> [WHAT IS REQUIRED]
Lines of the data that contain the word "StatusCode" are the ones to copy.

> [SUPPLIED ENTRIES]

--- --- ---

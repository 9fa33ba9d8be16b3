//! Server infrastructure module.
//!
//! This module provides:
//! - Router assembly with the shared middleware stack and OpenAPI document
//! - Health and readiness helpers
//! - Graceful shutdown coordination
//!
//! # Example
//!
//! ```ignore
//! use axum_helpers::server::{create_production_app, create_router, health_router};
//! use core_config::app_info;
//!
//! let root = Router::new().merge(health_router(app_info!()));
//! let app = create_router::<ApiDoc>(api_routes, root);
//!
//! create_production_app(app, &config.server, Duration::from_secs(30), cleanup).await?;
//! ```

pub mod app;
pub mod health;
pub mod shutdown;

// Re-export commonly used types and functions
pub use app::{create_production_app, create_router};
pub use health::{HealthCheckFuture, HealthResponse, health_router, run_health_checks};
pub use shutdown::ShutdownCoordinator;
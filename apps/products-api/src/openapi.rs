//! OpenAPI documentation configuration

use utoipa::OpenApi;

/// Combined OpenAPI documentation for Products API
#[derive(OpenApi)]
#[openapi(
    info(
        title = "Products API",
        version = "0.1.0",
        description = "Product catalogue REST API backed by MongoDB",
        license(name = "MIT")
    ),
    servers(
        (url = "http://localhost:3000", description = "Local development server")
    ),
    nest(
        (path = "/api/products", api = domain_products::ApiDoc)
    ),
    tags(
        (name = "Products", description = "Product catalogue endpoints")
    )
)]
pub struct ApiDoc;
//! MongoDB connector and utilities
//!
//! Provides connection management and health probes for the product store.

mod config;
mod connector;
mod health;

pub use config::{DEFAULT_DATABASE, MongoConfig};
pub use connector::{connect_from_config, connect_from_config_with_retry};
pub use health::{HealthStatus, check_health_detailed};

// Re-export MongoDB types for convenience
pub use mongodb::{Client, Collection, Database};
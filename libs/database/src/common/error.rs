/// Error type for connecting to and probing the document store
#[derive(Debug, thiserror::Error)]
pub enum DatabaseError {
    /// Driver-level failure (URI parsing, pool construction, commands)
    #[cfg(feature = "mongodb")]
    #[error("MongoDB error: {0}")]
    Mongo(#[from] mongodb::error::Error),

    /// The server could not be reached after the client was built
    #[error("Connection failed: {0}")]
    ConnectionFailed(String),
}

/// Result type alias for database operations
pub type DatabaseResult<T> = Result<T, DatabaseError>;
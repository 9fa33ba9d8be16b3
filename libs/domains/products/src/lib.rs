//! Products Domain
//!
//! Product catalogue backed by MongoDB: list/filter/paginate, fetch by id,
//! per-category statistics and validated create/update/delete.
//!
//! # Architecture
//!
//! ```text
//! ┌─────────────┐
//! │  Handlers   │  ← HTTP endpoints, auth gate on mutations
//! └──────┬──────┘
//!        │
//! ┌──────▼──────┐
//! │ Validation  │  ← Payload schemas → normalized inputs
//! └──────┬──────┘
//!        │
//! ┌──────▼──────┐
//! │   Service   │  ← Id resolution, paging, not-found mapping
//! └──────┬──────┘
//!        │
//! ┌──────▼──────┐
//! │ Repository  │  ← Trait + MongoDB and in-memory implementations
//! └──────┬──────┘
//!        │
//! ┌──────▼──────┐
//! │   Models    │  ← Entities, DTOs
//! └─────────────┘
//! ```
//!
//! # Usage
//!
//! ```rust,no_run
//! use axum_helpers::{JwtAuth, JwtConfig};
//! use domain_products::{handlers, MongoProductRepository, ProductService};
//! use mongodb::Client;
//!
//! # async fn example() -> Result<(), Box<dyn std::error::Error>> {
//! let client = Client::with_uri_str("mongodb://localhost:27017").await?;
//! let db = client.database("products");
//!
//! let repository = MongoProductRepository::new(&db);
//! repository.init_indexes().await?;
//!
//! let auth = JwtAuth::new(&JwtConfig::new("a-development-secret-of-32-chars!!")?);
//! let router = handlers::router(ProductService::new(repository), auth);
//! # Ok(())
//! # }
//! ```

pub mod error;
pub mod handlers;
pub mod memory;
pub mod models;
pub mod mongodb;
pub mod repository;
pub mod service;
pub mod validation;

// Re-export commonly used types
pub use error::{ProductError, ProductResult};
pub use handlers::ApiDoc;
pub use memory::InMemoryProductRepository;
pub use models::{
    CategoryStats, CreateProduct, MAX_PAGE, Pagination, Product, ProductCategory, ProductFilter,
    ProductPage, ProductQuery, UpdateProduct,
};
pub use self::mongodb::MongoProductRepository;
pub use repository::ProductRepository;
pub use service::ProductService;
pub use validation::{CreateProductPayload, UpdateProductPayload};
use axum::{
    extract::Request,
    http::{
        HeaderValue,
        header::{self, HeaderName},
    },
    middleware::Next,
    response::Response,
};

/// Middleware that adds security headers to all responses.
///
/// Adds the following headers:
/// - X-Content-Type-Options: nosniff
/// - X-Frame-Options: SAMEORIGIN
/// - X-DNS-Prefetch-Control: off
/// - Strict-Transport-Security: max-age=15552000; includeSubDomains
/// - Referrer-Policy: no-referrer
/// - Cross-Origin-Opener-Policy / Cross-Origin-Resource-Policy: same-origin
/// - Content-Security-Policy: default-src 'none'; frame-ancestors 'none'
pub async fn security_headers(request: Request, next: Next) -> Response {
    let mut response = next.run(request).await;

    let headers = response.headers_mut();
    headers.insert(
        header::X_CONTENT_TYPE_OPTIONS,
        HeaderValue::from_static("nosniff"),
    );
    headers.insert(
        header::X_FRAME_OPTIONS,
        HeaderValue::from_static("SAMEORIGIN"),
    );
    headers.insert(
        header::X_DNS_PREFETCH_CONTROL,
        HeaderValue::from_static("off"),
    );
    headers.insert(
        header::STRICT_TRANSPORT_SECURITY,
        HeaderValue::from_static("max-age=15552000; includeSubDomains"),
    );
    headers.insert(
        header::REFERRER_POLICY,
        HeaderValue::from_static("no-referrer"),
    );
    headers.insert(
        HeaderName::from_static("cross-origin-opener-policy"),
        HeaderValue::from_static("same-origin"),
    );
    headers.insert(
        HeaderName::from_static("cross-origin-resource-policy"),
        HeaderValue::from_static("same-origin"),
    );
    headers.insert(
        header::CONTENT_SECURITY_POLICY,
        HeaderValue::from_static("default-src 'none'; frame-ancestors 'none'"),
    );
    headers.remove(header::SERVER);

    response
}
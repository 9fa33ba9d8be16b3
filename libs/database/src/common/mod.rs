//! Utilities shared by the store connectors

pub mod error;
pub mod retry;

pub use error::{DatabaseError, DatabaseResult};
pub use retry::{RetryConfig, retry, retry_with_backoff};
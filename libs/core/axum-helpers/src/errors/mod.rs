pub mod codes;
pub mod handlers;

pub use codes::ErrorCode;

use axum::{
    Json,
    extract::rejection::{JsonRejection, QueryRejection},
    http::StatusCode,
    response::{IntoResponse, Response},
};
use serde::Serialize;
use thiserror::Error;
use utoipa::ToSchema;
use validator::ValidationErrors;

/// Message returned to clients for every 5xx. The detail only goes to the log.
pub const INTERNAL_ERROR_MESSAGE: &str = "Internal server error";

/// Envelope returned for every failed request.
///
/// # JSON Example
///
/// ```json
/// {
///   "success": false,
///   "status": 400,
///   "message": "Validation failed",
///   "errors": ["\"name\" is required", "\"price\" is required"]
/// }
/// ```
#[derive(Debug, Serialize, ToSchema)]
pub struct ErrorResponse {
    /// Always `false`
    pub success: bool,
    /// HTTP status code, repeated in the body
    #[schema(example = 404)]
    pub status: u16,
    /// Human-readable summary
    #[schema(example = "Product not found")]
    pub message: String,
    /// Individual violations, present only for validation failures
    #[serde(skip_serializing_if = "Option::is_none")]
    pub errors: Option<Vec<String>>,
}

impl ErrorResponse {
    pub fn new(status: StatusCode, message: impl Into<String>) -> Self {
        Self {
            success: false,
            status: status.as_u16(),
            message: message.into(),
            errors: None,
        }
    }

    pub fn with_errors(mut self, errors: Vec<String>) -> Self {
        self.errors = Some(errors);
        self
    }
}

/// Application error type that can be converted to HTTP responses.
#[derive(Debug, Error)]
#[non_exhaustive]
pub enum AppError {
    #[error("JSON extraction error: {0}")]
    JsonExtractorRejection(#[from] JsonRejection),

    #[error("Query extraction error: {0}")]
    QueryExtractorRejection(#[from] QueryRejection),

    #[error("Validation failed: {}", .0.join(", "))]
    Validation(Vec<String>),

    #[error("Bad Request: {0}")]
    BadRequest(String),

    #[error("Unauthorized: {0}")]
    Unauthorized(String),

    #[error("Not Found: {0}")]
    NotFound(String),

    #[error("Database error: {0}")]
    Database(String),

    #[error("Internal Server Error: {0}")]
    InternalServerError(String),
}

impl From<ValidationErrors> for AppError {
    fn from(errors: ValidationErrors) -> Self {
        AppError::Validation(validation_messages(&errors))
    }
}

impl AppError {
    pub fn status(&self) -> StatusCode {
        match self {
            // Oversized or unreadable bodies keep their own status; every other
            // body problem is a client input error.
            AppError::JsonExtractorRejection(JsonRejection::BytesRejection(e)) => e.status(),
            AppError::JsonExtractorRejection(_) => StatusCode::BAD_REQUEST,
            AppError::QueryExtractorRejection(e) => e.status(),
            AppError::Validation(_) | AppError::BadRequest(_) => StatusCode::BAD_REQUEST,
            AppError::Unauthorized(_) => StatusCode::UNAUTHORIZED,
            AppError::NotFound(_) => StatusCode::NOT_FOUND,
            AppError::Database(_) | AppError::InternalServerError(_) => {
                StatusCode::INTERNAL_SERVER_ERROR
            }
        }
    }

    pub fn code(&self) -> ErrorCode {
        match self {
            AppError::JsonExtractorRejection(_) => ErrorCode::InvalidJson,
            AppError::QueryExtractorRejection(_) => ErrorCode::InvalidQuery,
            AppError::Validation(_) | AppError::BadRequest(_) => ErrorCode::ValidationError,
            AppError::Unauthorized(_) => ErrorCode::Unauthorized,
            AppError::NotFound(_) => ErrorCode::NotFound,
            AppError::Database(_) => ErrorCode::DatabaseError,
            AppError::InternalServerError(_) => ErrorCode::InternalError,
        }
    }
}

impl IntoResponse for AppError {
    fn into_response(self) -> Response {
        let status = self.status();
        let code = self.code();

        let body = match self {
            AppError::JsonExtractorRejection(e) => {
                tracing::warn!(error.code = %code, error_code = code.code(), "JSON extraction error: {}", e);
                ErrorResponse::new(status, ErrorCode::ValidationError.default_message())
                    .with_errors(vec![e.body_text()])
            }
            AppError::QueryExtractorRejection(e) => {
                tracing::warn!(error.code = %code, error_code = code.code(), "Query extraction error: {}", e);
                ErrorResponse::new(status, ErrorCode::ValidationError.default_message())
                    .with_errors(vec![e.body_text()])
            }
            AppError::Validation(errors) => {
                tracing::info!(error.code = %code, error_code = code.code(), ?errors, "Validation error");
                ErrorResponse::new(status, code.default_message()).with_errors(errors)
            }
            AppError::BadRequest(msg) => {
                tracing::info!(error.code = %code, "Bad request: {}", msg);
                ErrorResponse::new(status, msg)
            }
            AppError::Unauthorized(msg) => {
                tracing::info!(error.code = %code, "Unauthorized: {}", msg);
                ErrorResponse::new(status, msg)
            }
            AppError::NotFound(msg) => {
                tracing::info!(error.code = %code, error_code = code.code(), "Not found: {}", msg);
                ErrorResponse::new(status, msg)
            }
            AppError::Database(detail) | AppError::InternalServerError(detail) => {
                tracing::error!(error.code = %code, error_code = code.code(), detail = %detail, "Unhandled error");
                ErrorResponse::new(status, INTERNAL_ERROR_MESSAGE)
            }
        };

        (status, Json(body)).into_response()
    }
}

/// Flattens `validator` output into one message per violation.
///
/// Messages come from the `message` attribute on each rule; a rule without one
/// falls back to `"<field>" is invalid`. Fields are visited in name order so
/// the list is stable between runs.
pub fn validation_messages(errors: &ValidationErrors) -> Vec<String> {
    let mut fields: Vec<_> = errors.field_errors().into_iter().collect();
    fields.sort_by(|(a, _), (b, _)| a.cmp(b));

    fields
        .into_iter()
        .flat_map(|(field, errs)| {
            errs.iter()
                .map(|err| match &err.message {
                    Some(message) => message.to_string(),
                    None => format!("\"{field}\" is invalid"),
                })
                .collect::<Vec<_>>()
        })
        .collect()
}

--- --- ---

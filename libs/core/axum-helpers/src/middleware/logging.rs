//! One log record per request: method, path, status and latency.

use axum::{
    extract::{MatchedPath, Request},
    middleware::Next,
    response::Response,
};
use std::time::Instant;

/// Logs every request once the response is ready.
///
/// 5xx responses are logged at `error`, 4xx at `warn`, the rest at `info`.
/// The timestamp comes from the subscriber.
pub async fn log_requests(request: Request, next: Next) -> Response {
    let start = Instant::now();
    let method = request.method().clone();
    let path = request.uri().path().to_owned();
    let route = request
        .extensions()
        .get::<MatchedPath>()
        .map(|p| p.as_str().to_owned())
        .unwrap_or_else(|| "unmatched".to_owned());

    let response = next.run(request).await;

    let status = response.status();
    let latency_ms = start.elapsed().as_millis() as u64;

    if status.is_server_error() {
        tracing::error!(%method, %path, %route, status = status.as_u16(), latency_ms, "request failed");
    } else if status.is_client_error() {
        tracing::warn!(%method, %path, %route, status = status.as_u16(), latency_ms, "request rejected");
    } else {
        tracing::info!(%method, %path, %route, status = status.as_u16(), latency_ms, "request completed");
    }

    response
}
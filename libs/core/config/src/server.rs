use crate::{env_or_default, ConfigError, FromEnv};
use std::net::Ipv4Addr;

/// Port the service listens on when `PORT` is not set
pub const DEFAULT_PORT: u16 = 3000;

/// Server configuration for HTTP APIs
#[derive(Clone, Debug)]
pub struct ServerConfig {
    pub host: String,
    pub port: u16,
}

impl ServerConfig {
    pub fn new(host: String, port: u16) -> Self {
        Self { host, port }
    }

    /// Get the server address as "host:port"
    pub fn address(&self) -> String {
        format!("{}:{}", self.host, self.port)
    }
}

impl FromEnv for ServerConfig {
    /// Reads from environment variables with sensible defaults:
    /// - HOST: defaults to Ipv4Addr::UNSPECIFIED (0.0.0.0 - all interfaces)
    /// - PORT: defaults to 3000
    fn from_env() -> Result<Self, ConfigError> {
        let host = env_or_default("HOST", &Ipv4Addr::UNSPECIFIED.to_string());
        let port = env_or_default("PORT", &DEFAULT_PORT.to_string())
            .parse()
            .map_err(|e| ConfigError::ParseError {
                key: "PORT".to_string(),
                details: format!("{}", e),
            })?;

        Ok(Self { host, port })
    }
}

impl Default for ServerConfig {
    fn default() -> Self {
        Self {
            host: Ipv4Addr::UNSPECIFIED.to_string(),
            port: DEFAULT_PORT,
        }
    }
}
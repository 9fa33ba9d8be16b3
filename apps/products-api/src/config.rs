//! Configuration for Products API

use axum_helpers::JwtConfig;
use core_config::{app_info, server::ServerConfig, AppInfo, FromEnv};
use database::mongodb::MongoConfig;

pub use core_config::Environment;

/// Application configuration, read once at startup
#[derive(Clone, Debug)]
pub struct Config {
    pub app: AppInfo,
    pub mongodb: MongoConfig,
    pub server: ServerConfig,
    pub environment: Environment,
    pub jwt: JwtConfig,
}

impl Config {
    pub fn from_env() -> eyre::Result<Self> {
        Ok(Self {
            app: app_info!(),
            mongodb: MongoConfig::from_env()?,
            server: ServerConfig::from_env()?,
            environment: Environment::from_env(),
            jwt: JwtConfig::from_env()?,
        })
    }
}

--- --- ---

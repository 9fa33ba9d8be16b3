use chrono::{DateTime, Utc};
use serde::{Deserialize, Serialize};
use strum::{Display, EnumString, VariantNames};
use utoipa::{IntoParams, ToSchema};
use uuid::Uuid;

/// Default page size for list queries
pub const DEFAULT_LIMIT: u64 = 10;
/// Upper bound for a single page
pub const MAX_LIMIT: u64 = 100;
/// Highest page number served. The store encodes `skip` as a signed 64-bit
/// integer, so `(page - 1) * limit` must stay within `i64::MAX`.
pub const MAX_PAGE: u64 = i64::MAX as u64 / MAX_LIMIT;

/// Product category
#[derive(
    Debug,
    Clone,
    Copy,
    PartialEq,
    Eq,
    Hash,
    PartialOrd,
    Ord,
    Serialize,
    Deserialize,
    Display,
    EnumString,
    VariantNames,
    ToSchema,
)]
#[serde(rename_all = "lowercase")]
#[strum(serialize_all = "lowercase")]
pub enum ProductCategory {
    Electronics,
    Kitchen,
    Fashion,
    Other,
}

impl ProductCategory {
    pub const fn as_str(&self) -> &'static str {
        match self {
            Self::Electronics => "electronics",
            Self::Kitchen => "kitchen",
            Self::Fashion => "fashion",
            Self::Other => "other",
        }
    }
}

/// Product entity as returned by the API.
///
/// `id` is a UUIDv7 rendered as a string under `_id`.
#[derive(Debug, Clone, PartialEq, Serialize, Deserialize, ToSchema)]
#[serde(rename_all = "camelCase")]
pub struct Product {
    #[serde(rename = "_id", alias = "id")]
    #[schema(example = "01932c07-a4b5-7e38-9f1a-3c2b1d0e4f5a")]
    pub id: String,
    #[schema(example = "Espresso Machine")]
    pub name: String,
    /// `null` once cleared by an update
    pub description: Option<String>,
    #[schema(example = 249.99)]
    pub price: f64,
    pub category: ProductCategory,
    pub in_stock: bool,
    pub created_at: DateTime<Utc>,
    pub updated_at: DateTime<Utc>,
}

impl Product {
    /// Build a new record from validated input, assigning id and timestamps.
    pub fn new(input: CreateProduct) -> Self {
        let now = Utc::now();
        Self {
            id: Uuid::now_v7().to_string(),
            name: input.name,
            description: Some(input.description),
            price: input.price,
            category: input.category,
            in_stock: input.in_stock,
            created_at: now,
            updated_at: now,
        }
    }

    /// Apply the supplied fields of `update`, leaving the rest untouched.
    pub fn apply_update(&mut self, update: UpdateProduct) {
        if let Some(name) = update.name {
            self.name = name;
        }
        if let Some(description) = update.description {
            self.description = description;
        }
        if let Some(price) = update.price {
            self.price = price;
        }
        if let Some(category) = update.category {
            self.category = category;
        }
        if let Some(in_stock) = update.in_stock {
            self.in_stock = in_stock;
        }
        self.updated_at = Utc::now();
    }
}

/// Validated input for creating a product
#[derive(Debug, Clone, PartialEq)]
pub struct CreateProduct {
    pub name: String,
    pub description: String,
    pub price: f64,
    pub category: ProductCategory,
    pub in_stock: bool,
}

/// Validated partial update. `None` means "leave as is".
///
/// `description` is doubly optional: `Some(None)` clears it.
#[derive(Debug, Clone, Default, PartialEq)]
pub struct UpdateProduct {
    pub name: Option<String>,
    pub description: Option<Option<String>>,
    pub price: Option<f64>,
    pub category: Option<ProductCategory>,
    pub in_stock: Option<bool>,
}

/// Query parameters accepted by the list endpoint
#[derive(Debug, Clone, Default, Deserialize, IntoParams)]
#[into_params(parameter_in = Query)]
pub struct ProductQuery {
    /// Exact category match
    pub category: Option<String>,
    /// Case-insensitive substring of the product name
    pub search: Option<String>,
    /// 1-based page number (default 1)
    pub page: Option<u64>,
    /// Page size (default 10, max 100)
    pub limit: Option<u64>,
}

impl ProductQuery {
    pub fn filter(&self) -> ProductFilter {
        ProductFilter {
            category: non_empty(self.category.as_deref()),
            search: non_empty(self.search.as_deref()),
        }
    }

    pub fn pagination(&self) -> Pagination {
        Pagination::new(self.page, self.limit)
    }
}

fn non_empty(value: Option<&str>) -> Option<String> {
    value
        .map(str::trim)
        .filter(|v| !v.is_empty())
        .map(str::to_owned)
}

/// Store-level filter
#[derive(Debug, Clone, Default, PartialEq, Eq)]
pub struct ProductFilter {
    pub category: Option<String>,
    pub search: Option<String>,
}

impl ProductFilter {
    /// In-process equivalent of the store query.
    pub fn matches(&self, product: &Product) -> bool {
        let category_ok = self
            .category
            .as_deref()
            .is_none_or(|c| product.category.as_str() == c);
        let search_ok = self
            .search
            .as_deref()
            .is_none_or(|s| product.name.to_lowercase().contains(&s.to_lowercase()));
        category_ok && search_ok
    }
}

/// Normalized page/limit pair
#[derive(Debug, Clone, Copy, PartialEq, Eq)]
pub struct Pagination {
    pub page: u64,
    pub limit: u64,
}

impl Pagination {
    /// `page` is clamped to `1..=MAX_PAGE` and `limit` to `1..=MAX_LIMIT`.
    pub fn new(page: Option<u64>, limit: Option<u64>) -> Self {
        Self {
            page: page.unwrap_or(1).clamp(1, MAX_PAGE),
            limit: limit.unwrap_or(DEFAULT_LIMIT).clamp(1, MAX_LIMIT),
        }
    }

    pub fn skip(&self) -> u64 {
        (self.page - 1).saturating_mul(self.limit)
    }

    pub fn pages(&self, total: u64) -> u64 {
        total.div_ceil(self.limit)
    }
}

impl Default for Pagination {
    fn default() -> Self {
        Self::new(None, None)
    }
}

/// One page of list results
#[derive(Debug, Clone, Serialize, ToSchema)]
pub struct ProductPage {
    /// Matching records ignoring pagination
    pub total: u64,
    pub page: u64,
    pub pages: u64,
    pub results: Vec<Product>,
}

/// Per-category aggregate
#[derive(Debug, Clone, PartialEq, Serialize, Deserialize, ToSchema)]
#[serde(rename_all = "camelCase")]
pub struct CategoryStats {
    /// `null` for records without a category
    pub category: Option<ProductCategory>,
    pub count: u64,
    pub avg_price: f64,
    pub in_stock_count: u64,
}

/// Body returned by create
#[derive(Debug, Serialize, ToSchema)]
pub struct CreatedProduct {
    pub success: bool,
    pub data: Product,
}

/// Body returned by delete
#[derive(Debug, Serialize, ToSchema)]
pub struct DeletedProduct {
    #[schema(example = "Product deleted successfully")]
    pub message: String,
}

--- --- ---

> [FINISHED EXERCISE]
    http::StatusCode,
    pub fn new(status: StatusCode, message: impl Into<String>) -> Self {
    pub fn status(&self) -> StatusCode {
            AppError::JsonExtractorRejection(_) => StatusCode::BAD_REQUEST,
            AppError::Validation(_) | AppError::BadRequest(_) => StatusCode::BAD_REQUEST,
            AppError::Unauthorized(_) => StatusCode::UNAUTHORIZED,
            AppError::NotFound(_) => StatusCode::NOT_FOUND,
                StatusCode::INTERNAL_SERVER_ERROR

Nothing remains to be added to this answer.